As autoridades também identificaram centenas de perfis on-line de radicais que apoiam o grupo ou que mencionaram a Espanha em suas mensagens, afirmou Martínez.

No que se refere ao último caso, o governo anunciou nesta quarta-feira a detenção de um marroquino na província de Múrcia, no sul do país, acusado de "uma destacada atividade jihadista na internet" e de tentar viajar à Síria para se unir a um grupo terrorista.

Esta onda de detenções e suspeitos on-line levou o governo a intensificar em setembro seu nível de vigilância sobre possíveis atentados, explicou o secretário de Estado.

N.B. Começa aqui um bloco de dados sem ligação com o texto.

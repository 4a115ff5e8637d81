//! Limited-memory BFGS (L-BFGS) and orthant-wise OWL-QN.
//!
//! L-BFGS approximates the inverse Hessian from the `m` most recent
//! curvature pairs and never forms a matrix. The search direction comes
//! from the two-loop recursion:
//!
//! ```text
//! d = -g
//! for j = newest..oldest:   alpha_j = (s_j · d) / ys_j;  d -= alpha_j y_j
//! d *= ys / yy                                  (newest pair)
//! for j = oldest..newest:   beta_j  = (y_j · d) / ys_j;  d += (alpha_j - beta_j) s_j
//! ```
//!
//! When [`Parameters::orthant_wise`] is set the engine minimizes
//! `f(x) + c‖x‖₁` (OWL-QN): the pseudo-gradient replaces the gradient in
//! every test, the direction is constrained to the pseudo-gradient orthant
//! and the orthant-wise backtracking search keeps iterates in that orthant.
//!
//! # References
//!
//! - Nocedal, "Updating quasi-Newton matrices with limited storage" (1980)
//! - Andrew & Gao, "Scalable training of L1-regularized log-linear models" (2007)

use log::{debug, info, warn};
use num_traits::Float;
use qnopt_core::{
    evaluation::{CallbackData, EvaluationLogic, ProgressReport},
    line_search::LineSearch,
    optimization::{OptimizationResult, Optimizer, Path},
    orthantwise::OrthantWiseParams,
    params::Parameters,
    types::{all_finite, norm, DVector, Scalar},
    ReturnCode,
};
use std::time::Instant;

use crate::utils::{pair_elements, try_zeros};

/// One stored curvature pair.
#[derive(Debug, Clone)]
pub struct IterationData<T: Scalar> {
    /// Step `x_{k+1} - x_k`
    pub s: DVector<T>,
    /// Gradient difference `g_{k+1} - g_k`
    pub y: DVector<T>,
    /// `y · s`
    pub ys: T,
    /// Scratch value of the two-loop recursion
    pub alpha: T,
}

/// Fixed-capacity ring buffer of curvature pairs.
///
/// All `m` slots are allocated up front; a new pair overwrites the slot at
/// `end`, so once the buffer is full the oldest pair is evicted. Candidate
/// pairs are built in scratch vectors and swapped in only when accepted.
#[derive(Debug, Clone)]
pub struct History<T: Scalar> {
    slots: Vec<IterationData<T>>,
    scratch_s: DVector<T>,
    scratch_y: DVector<T>,
    end: usize,
    len: usize,
}

impl<T: Scalar> History<T> {
    /// Allocates `m` pairs of length `n`.
    ///
    /// Returns `OutOfMemory` when the storage cannot be reserved.
    pub fn try_new(m: usize, n: usize) -> Result<Self, ReturnCode> {
        pair_elements(n, m.checked_add(1).ok_or(ReturnCode::OutOfMemory)?)?;
        let mut slots = Vec::new();
        slots
            .try_reserve_exact(m)
            .map_err(|_| ReturnCode::OutOfMemory)?;
        for _ in 0..m {
            slots.push(IterationData {
                s: try_zeros(n)?,
                y: try_zeros(n)?,
                ys: T::zero(),
                alpha: T::zero(),
            });
        }
        Ok(Self {
            slots,
            scratch_s: try_zeros(n)?,
            scratch_y: try_zeros(n)?,
            end: 0,
            len: 0,
        })
    }

    /// Capacity `m`.
    pub fn capacity(&self) -> usize {
        self.slots.len()
    }

    /// Number of valid pairs, at most `m`.
    pub fn len(&self) -> usize {
        self.len
    }

    /// Returns `true` before the first pair is stored.
    pub fn is_empty(&self) -> bool {
        self.len == 0
    }

    /// Drops every stored pair.
    pub fn clear(&mut self) {
        self.end = 0;
        self.len = 0;
    }

    /// Stores the pair built from two consecutive iterates.
    ///
    /// The pair is committed only when `ys > EPSILON·yy`; otherwise the
    /// stored history is untouched and `false` is returned.
    pub fn update(
        &mut self,
        x: &DVector<T>,
        xp: &DVector<T>,
        g: &DVector<T>,
        gp: &DVector<T>,
    ) -> bool {
        self.scratch_s.copy_from(x);
        self.scratch_s -= xp;
        self.scratch_y.copy_from(g);
        self.scratch_y -= gp;

        let ys = self.scratch_y.dot(&self.scratch_s);
        let yy = self.scratch_y.dot(&self.scratch_y);
        if !(ys > T::EPSILON * yy) || yy == T::zero() {
            return false;
        }

        let m = self.slots.len();
        let slot = &mut self.slots[self.end];
        std::mem::swap(&mut slot.s, &mut self.scratch_s);
        std::mem::swap(&mut slot.y, &mut self.scratch_y);
        slot.ys = ys;
        self.end = (self.end + 1) % m;
        self.len = (self.len + 1).min(m);
        true
    }

    /// Applies the two-loop recursion to `d` in place.
    ///
    /// `d` holds the negated (pseudo-)gradient on entry and the quasi-Newton
    /// direction on return. An empty history leaves `d` unchanged.
    pub fn two_loop(&mut self, d: &mut DVector<T>) {
        if self.len == 0 {
            return;
        }
        let m = self.slots.len();
        let newest = (self.end + m - 1) % m;
        let scale = {
            let it = &self.slots[newest];
            it.ys / it.y.dot(&it.y)
        };

        let mut j = self.end;
        for _ in 0..self.len {
            j = (j + m - 1) % m;
            let it = &mut self.slots[j];
            it.alpha = it.s.dot(d) / it.ys;
            d.axpy(-it.alpha, &it.y, T::one());
        }

        *d *= scale;

        for _ in 0..self.len {
            let it = &self.slots[j];
            let beta = it.y.dot(d) / it.ys;
            d.axpy(it.alpha - beta, &it.s, T::one());
            j = (j + 1) % m;
        }
    }
}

Militares espanhóis ajudam atualmente a treinar soldados iraquianos para lutar contra o EI, o que torna o país um potencial alvo de vinganças, advertiu.



Enclaves africanos

Um relatório do Instituto Elcano de estudos internacionais intitulado "Mudanças nas pautas de implicação jihadista na Espanha 1995-2013" descobriu que no último ano aumentou de forma exponencial a proporção de espanhóis nativos entre os detidos por supostos crimes jihadistas.

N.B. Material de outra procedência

//! More-Thuente line search.
//!
//! Finds a step satisfying the strong Wolfe conditions
//!
//! f(x + α s) ≤ f(x) + ftol · α · ⟨g, s⟩ and |⟨g(x + α s), s⟩| ≤ gtol · |⟨g, s⟩|
//!
//! by maintaining an interval of uncertainty `[stx, sty]` and choosing each
//! trial step with safeguarded cubic or quadratic interpolation. Until a
//! step with sufficient decrease and non-negative modified slope is found,
//! the search works on the modified function `ψ(α) = f(α) - f(0) - ftol·α·f'(0)`.
//!
//! Reference: J. J. Moré and D. J. Thuente, "Line search algorithms with
//! guaranteed sufficient decrease", ACM TOMS 20(3), 1994.

use crate::{
    core::evaluation::{CallbackData, EvaluationLogic},
    error::ReturnCode,
    optimization::{
        line_search::{LineSearch, LineSearchFailure, LineSearchOutcome, LineSearchStep},
        orthantwise::OrthantWiseParams,
        params::LineSearchParams,
    },
    types::{DVector, Scalar},
};
use log::trace;
use num_traits::Float;

/// Step, value and slope at one end of the interval of uncertainty.
#[derive(Debug, Clone, Copy, PartialEq)]
pub(crate) struct Endpoint<T> {
    pub(crate) stp: T,
    pub(crate) f: T,
    pub(crate) dg: T,
}

/// More-Thuente interpolation line search.
#[derive(Debug, Clone, Copy, Default)]
pub struct MoreThuente;

impl MoreThuente {
    /// Creates the line search.
    pub fn new() -> Self {
        Self
    }
}

impl<T: Scalar> LineSearch<T> for MoreThuente {
    fn search<E>(
        &mut self,
        x: &DVector<T>,
        finit: T,
        g: &DVector<T>,
        s: &DVector<T>,
        mut stp: T,
        data: &mut CallbackData<'_, E>,
        params: &LineSearchParams<T>,
        _orthant_wise: Option<&OrthantWiseParams<T>>,
    ) -> LineSearchOutcome<T>
    where
        E: EvaluationLogic<T> + ?Sized,
    {
        if !(stp > T::zero()) {
            return Err(LineSearchFailure::new(ReturnCode::InvalidParameters, 0, stp));
        }

        let dginit = g.dot(s);
        if !(dginit < T::zero()) {
            return Err(LineSearchFailure::new(ReturnCode::IncreaseGradient, 0, stp));
        }

        let half = <T as Scalar>::from_f64(0.5);
        let four = <T as Scalar>::from_f64(4.0);
        let shrink = <T as Scalar>::from_f64(0.66);

        let mut brackt = false;
        let mut stage1 = true;
        let dgtest = params.ftol * dginit;
        let mut width = params.max_step - params.min_step;
        let mut prev_width = width + width;

        let mut bx = Endpoint {
            stp: T::zero(),
            f: finit,
            dg: dginit,
        };
        let mut by = bx;
        let mut count = 0;

        loop {
            let (stmin, stmax) = if brackt {
                (
                    <T as Float>::min(bx.stp, by.stp),
                    <T as Float>::max(bx.stp, by.stp),
                )
            } else {
                (bx.stp, stp + four * (stp - bx.stp))
            };

            stp = <T as Float>::max(stp, params.min_step);
            stp = <T as Float>::min(stp, params.max_step);

            // Fall back to the best step when no further progress is possible.
            if brackt && (stp <= stmin || stmax <= stp || params.max_line_search <= count + 1) {
                stp = bx.stp;
            }

            let trial = x + s * stp;
            count += 1;
            let (f, g_new) = data
                .evaluate(&trial, stp)
                .map_err(|e| LineSearchFailure::from_error(&e, count, stp))?;
            let dg = g_new.dot(s);
            let ftest1 = finit + stp * dgtest;
            trace!(
                "More-Thuente trial {}: stp = {}, f = {}, dg = {}, brackt = {}",
                count,
                stp,
                f,
                dg,
                brackt
            );

            if !<T as Float>::is_finite(f) || !<T as Float>::is_finite(dg) {
                if params.max_line_search <= count {
                    return Err(LineSearchFailure::new(
                        ReturnCode::MaximumLineSearch,
                        count,
                        stp,
                    ));
                }
                if stp <= params.min_step {
                    return Err(LineSearchFailure::new(ReturnCode::MinimumStep, count, stp));
                }
                stp = bx.stp + half * (stp - bx.stp);
                continue;
            }

            if brackt && (stp <= stmin || stmax <= stp) {
                return Err(LineSearchFailure::new(ReturnCode::RoundingError, count, stp));
            }
            if stp == params.max_step && f <= ftest1 && dg <= dgtest {
                return Err(LineSearchFailure::new(ReturnCode::MaximumStep, count, stp));
            }
            if stp == params.min_step && (ftest1 < f || dgtest <= dg) {
                return Err(LineSearchFailure::new(ReturnCode::MinimumStep, count, stp));
            }
            if brackt && (stmax - stmin) <= params.xtol * stmax {
                return Err(LineSearchFailure::new(ReturnCode::WidthTooSmall, count, stp));
            }
            if f <= ftest1 && <T as Float>::abs(dg) <= params.gtol * (-dginit) {
                return Ok(LineSearchStep {
                    x: trial,
                    g: g_new,
                    f,
                    step: stp,
                    evaluations: count,
                });
            }
            if params.max_line_search <= count {
                return Err(LineSearchFailure::new(
                    ReturnCode::MaximumLineSearch,
                    count,
                    stp,
                ));
            }

            if stage1 && f <= ftest1 && <T as Float>::min(params.ftol, params.gtol) * dginit <= dg
            {
                stage1 = false;
            }

            let current = Endpoint { stp, f, dg };
            let update = if stage1 && ftest1 < f && f <= bx.f {
                // Work on the modified function while the lower end has the best value.
                let modify = |e: Endpoint<T>| Endpoint {
                    stp: e.stp,
                    f: e.f - e.stp * dgtest,
                    dg: e.dg - dgtest,
                };
                let mut mx = modify(bx);
                let mut my = modify(by);
                let result = update_trial_interval(
                    &mut mx,
                    &mut my,
                    &mut stp,
                    modify(current),
                    stmin,
                    stmax,
                    &mut brackt,
                );
                let restore = |e: Endpoint<T>| Endpoint {
                    stp: e.stp,
                    f: e.f + e.stp * dgtest,
                    dg: e.dg + dgtest,
                };
                bx = restore(mx);
                by = restore(my);
                result
            } else {
                update_trial_interval(
                    &mut bx,
                    &mut by,
                    &mut stp,
                    current,
                    stmin,
                    stmax,
                    &mut brackt,
                )
            };

            if let Err(code) = update {
                return Err(LineSearchFailure::new(code, count, stp));
            }

            // Force a bisection when the interval does not shrink fast enough.
            if brackt {
                if shrink * prev_width <= <T as Float>::abs(by.stp - bx.stp) {
                    stp = bx.stp + half * (by.stp - bx.stp);
                }
                prev_width = width;
                width = <T as Float>::abs(by.stp - bx.stp);
            }
        }
    }

    fn name(&self) -> &str {
        "More-Thuente"
    }
}

/// Minimizer of the cubic interpolating values and slopes at `u` and `v`.
fn cubic_minimizer<T: Scalar>(u: Endpoint<T>, v: Endpoint<T>) -> T {
    let three = <T as Scalar>::from_f64(3.0);
    let d = v.stp - u.stp;
    let theta = (u.f - v.f) * three / d + u.dg + v.dg;
    let s = <T as Float>::max(
        <T as Float>::abs(theta),
        <T as Float>::max(<T as Float>::abs(u.dg), <T as Float>::abs(v.dg)),
    );
    let a = theta / s;
    let mut gamma = s * <T as Float>::sqrt(a * a - (u.dg / s) * (v.dg / s));
    if v.stp < u.stp {
        gamma = -gamma;
    }
    let p = gamma - u.dg + theta;
    let q = gamma - u.dg + gamma + v.dg;
    u.stp + (p / q) * d
}

/// Cubic minimizer safeguarded to `[xmin, xmax]` when the cubic has no
/// minimizer beyond `v`.
fn cubic_minimizer2<T: Scalar>(u: Endpoint<T>, v: Endpoint<T>, xmin: T, xmax: T) -> T {
    let three = <T as Scalar>::from_f64(3.0);
    let d = v.stp - u.stp;
    let theta = (u.f - v.f) * three / d + u.dg + v.dg;
    let s = <T as Float>::max(
        <T as Float>::abs(theta),
        <T as Float>::max(<T as Float>::abs(u.dg), <T as Float>::abs(v.dg)),
    );
    let a = theta / s;
    let mut gamma = s * <T as Float>::sqrt(<T as Float>::max(
        T::zero(),
        a * a - (u.dg / s) * (v.dg / s),
    ));
    if u.stp < v.stp {
        gamma = -gamma;
    }
    let p = gamma - v.dg + theta;
    let q = gamma - v.dg + gamma + u.dg;
    let r = p / q;
    if r < T::zero() && gamma != T::zero() {
        v.stp - r * d
    } else if d > T::zero() {
        xmax
    } else {
        xmin
    }
}

/// Minimizer of the quadratic interpolating `f(u)`, `f'(u)` and `f(v)`.
fn quadratic_minimizer<T: Scalar>(u: Endpoint<T>, v: Endpoint<T>) -> T {
    let two = <T as Scalar>::from_f64(2.0);
    let a = v.stp - u.stp;
    u.stp + u.dg / ((u.f - v.f) / a + u.dg) / two * a
}

/// Minimizer of the quadratic interpolating `f'(u)` and `f'(v)`.
fn quadratic_minimizer2<T: Scalar>(u: Endpoint<T>, v: Endpoint<T>) -> T {
    let a = u.stp - v.stp;
    v.stp + v.dg / (v.dg - u.dg) * a
}

/// Updates the interval of uncertainty with the trial `t` and picks the
/// next trial step.
///
/// `x` is the endpoint with the lowest value so far, `y` the other end.
/// The four cases follow the relative position of `f(t)` and the sign and
/// magnitude of `f'(t)` against `x`.
pub(crate) fn update_trial_interval<T: Scalar>(
    x: &mut Endpoint<T>,
    y: &mut Endpoint<T>,
    stp: &mut T,
    t: Endpoint<T>,
    tmin: T,
    tmax: T,
    brackt: &mut bool,
) -> Result<(), ReturnCode> {
    let half = <T as Scalar>::from_f64(0.5);
    let dsign = t.dg * (x.dg / <T as Float>::abs(x.dg)) < T::zero();

    if *brackt {
        if t.stp <= <T as Float>::min(x.stp, y.stp) || <T as Float>::max(x.stp, y.stp) <= t.stp {
            return Err(ReturnCode::OutOfInterval);
        }
        if T::zero() <= x.dg * (t.stp - x.stp) {
            return Err(ReturnCode::IncreaseGradient);
        }
        if tmax < tmin {
            return Err(ReturnCode::IncorrectTMinMax);
        }
    }

    let bound;
    let mut newt;

    if x.f < t.f {
        // Higher value: the minimum is bracketed.
        *brackt = true;
        bound = true;
        let mc = cubic_minimizer(*x, t);
        let mq = quadratic_minimizer(*x, t);
        newt = if <T as Float>::abs(mc - x.stp) < <T as Float>::abs(mq - x.stp) {
            mc
        } else {
            mc + half * (mq - mc)
        };
    } else if dsign {
        // Slopes of opposite sign: the minimum is bracketed.
        *brackt = true;
        bound = false;
        let mc = cubic_minimizer(*x, t);
        let mq = quadratic_minimizer2(*x, t);
        newt = if <T as Float>::abs(mc - t.stp) > <T as Float>::abs(mq - t.stp) {
            mc
        } else {
            mq
        };
    } else if <T as Float>::abs(t.dg) < <T as Float>::abs(x.dg) {
        // Lower value, same slope sign, decreasing slope magnitude.
        bound = true;
        let mc = cubic_minimizer2(*x, t, tmin, tmax);
        let mq = quadratic_minimizer2(*x, t);
        let to_mc = <T as Float>::abs(t.stp - mc);
        let to_mq = <T as Float>::abs(t.stp - mq);
        newt = if *brackt {
            if to_mc < to_mq {
                mc
            } else {
                mq
            }
        } else if to_mc > to_mq {
            mc
        } else {
            mq
        };
    } else {
        // Lower value, same slope sign, slope magnitude not decreasing.
        bound = false;
        newt = if *brackt {
            cubic_minimizer(t, *y)
        } else if x.stp < t.stp {
            tmax
        } else {
            tmin
        };
    }

    if x.f < t.f {
        *y = t;
    } else {
        if dsign {
            *y = *x;
        }
        *x = t;
    }

    if tmax < newt {
        newt = tmax;
    }
    if newt < tmin {
        newt = tmin;
    }

    if *brackt && bound {
        let mq = x.stp + <T as Scalar>::from_f64(0.66) * (y.stp - x.stp);
        if x.stp < y.stp {
            if mq < newt {
                newt = mq;
            }
        } else if newt < mq {
            newt = mq;
        }
    }

    *stp = newt;
    Ok(())
}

Cerca de 70% dos suspeitos detidos desde 2013 tinham nacionalidade espanhola, e desses, nove de cada dez nasceram na Espanha, afirma Reinares, co-autor do relatório.

"A grande maioria dos supostos islâmicos detidos no país nos últimos anos vem dos enclaves espanhóis no norte da África, Ceuta e Melilha, na fronteira com o Marrocos", explica.

Nessas pequenas cidades protegidas por altas cercas de metal, a polícia espanhola vigia as únicas fronteiras terrestres entre a União Europeia e a África.

"É uma fronteira atípica em relação ao resto da União Europeia, onde multidões cruzam todos os dias no caminho de ida e volta para comprar produtos e revender no Marrocos", explica à AFP José Antônio Vázquez, inspetor-chefe da polícia nacional espanhola.

"Comparada a alguns de seus vizinhos europeus, a Espanha reagiu tardiamente na adaptação de suas leis para perseguir as novas células islâmicas", opina Reinares.

Em 2010, o país ampliou sua legislação antiterrorista para incluir o que consideravam novas ameaças extremistas, como recrutamento e treinamento de rebeldes.

Martínez explica que o governo planeja agora uma reforma do código penal e um novo plano estratégico de combate à radicalização.